Welcome to Today’s AIography!
Good morning, AI filmmakers.
Something quietly significant happened in AI tools this week. Some of the most capable image and video generators may have just moved off the paid cloud platforms and onto working creators' own computers. No monthly subscription. No usage caps. No waiting in the queue behind enterprise customers. For a working filmmaker thinking about which AI tools are worth investing learning hours in over the next year, that shift matters more than the rankings on any leaderboard.
Two open-source AI models shipped this week. Open-source means the underlying files are downloadable for people to use, modify, and in many cases ship commercial work with, instead of living only inside a company's paid platform. The first is HiDream-O1-Image, a new image generator under a permissive license that debuted at #8 on a major public ranking against the big proprietary models. The second is SwiftI2V, a new image-to-video research model from a Hong Kong-led academic and industry team that is designed to bring 2K generation within reach of a high-end consumer graphics card.
These two land into a stack that was already getting serious. Wan2.2 from Alibaba has been maturing since last summer with support for text-to-video, image-to-video, speech-to-video, and character animation. MOVA from OpenMOSS adds synchronized video-and-audio. HiDream, Wan2.2, and MOVA are openly downloadable under commercial-friendly terms; SwiftI2V's license is still unclear.

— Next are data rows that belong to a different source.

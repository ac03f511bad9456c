//! Stance/swing leg role binding.
//!
//! Walking code reads more naturally in terms of "swing" and "stance"
//! than "left" and "right", while the roles swap every step. The
//! roles are bound by index into the blackboard's fixed per-leg
//! arrays, so swapping is a single flag flip and nothing dangles.

use strider_common::state::{Leg, RobotState};

/// Current assignment of the stance role.
#[derive(Debug, Clone, Copy, PartialEq, Eq)]
pub struct Roles {
    stance: Leg,
}

impl Roles {
    pub fn new(stance: Leg) -> Self {
        Self { stance }
    }

    #[inline]
    pub fn stance(&self) -> Leg {
        self.stance
    }

    #[inline]
    pub fn swing(&self) -> Leg {
        self.stance.other()
    }

    /// Blackboard index of the stance leg.
    #[inline]
    pub fn st(&self) -> usize {
        self.stance.index()
    }

    /// Blackboard index of the swing leg.
    #[inline]
    pub fn sw(&self) -> usize {
        self.stance.other().index()
    }

    /// Swap stance and swing.
    pub fn swap(&mut self) {
        self.stance = self.stance.other();
    }

    /// Relative hip pitch angle, stance minus swing.
    #[inline]
    pub fn rel_hip_q(&self, s: &RobotState) -> f64 {
        s.q[self.st()].hip_pitch - s.q[self.sw()].hip_pitch
    }

    /// Relative hip pitch velocity, stance minus swing.
    #[inline]
    pub fn rel_hip_qd(&self, s: &RobotState) -> f64 {
        s.qd[self.st()].hip_pitch - s.qd[self.sw()].hip_pitch
    }

    /// Body pitch estimate assuming the stance foot is flat.
    #[inline]
    pub fn pitch(&self, s: &RobotState) -> f64 {
        let st = &s.q[self.st()];
        -st.ankle_pitch - st.knee - st.hip_pitch
    }

    /// Raw debounce counts (back, front) of the stance foot.
    #[inline]
    pub fn st_counts(&self, s: &RobotState) -> (i32, i32) {
        let foot = &s.foot[self.st()];
        (foot.back.count, foot.front.count)
    }

    /// Raw debounce counts (back, front) of the swing foot.
    #[inline]
    pub fn sw_counts(&self, s: &RobotState) -> (i32, i32) {
        let foot = &s.foot[self.sw()];
        (foot.back.count, foot.front.count)
    }

    /// Debounced contact (back, front) of the stance foot.
    #[inline]
    pub fn st_contact(&self, s: &RobotState) -> (bool, bool) {
        let foot = &s.foot[self.st()];
        (foot.back.contact, foot.front.contact)
    }

    /// Debounced contact (back, front) of the swing foot.
    #[inline]
    pub fn sw_contact(&self, s: &RobotState) -> (bool, bool) {
        let foot = &s.foot[self.sw()];
        (foot.back.contact, foot.front.contact)
    }
}

// ─── Tests ──────────────────────────────────────────────────────────

#[cfg(test)]
mod tests {
    use super::*;

    #[test]
    fn swap_flips_roles() {
        let mut roles = Roles::new(Leg::Left);
        assert_eq!(roles.st(), 0);
        assert_eq!(roles.sw(), 1);
        roles.swap();
        assert_eq!(roles.stance(), Leg::Right);
        assert_eq!(roles.st(), 1);
        assert_eq!(roles.sw(), 0);
    }

    #[test]
    fn relative_hip_is_stance_minus_swing() {
        let mut s = RobotState::default();
        s.q[0].hip_pitch = 0.3;
        s.q[1].hip_pitch = -0.1;
        let roles = Roles::new(Leg::Left);
        assert!((roles.rel_hip_q(&s) - 0.4).abs() < 1e-12);
        let roles = Roles::new(Leg::Right);
        assert!((roles.rel_hip_q(&s) + 0.4).abs() < 1e-12);
    }

    #[test]
    fn pitch_uses_stance_chain() {
        let mut s = RobotState::default();
        s.q[1].ankle_pitch = 0.1;
        s.q[1].knee = 0.2;
        s.q[1].hip_pitch = -0.05;
        let roles = Roles::new(Leg::Right);
        assert!((roles.pitch(&s) + 0.25).abs() < 1e-12);
    }
}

The story this week is that the pieces are starting to fit together. The pieces of an open-source AI video workflow now fit together into one pipeline, and the question working creators are asking has changed.
In today’s AIography:
What I'm Thinking About
HiDream-O1-Image shipped with arena-leaderboard numbers and an open license.
SwiftI2V makes 2K image-to-video feasible on consumer hardware.
HiDream plus SwiftI2V plus Wan2.2 plus MOVA is a working pipeline.
The text-to-video arena moved again. Seedance leads. Veo is at three.
The Editorial ran 240 prompts across the paid stack. The data showed up.
Action Item: Test the open stack on one paid shot from your current project
Short Takes
One More Thing... (Video of the Week): Corridor Crew on AI video quality
Essential Tools: Unreal Engine 5.8 + MetaHuman 5.8 just dropped
Final Thoughts: What "free" actually costs
Read time: About 9 minutes
WHAT I’M THINKING ABOUT
Hi Dream-O1-Image (codename "Peanut") debuted on May 8 at #8 on the Artificial Analysis Text-to-Image Arena, a public board where viewers blind-compare images from two anonymous models and vote. #8 places HiDream in the same tier as Google, OpenAI, and Black Forest Labs (the proprietary teams that power most of the paid image generators in your stack). The full model files are downloadable and the license covers commercial use without restriction.
One model handles text-to-image, edits, and reference-image work. Native output runs up to 2K with sharp detail.
An open model that runs on your own machine just placed top ten on a board full of closed-source frontier work. I am genuinely surprised at the position. If your current image stack is Midjourney for stills, Flux Kontext for edits, and Nano Banana for reference work, you now have one open model that does all three. The question is not whether HiDream is a like-for-like replacement on day one. The question is whether your paid stack is buying you enough on each task to justify keeping it. For most working creators today, the honest answer is mixed. HiDream is not yet ahead of Midjourney on photoreal. It is the first unified open model that ranks in arena company, and that gap will close from one side or the other within the year.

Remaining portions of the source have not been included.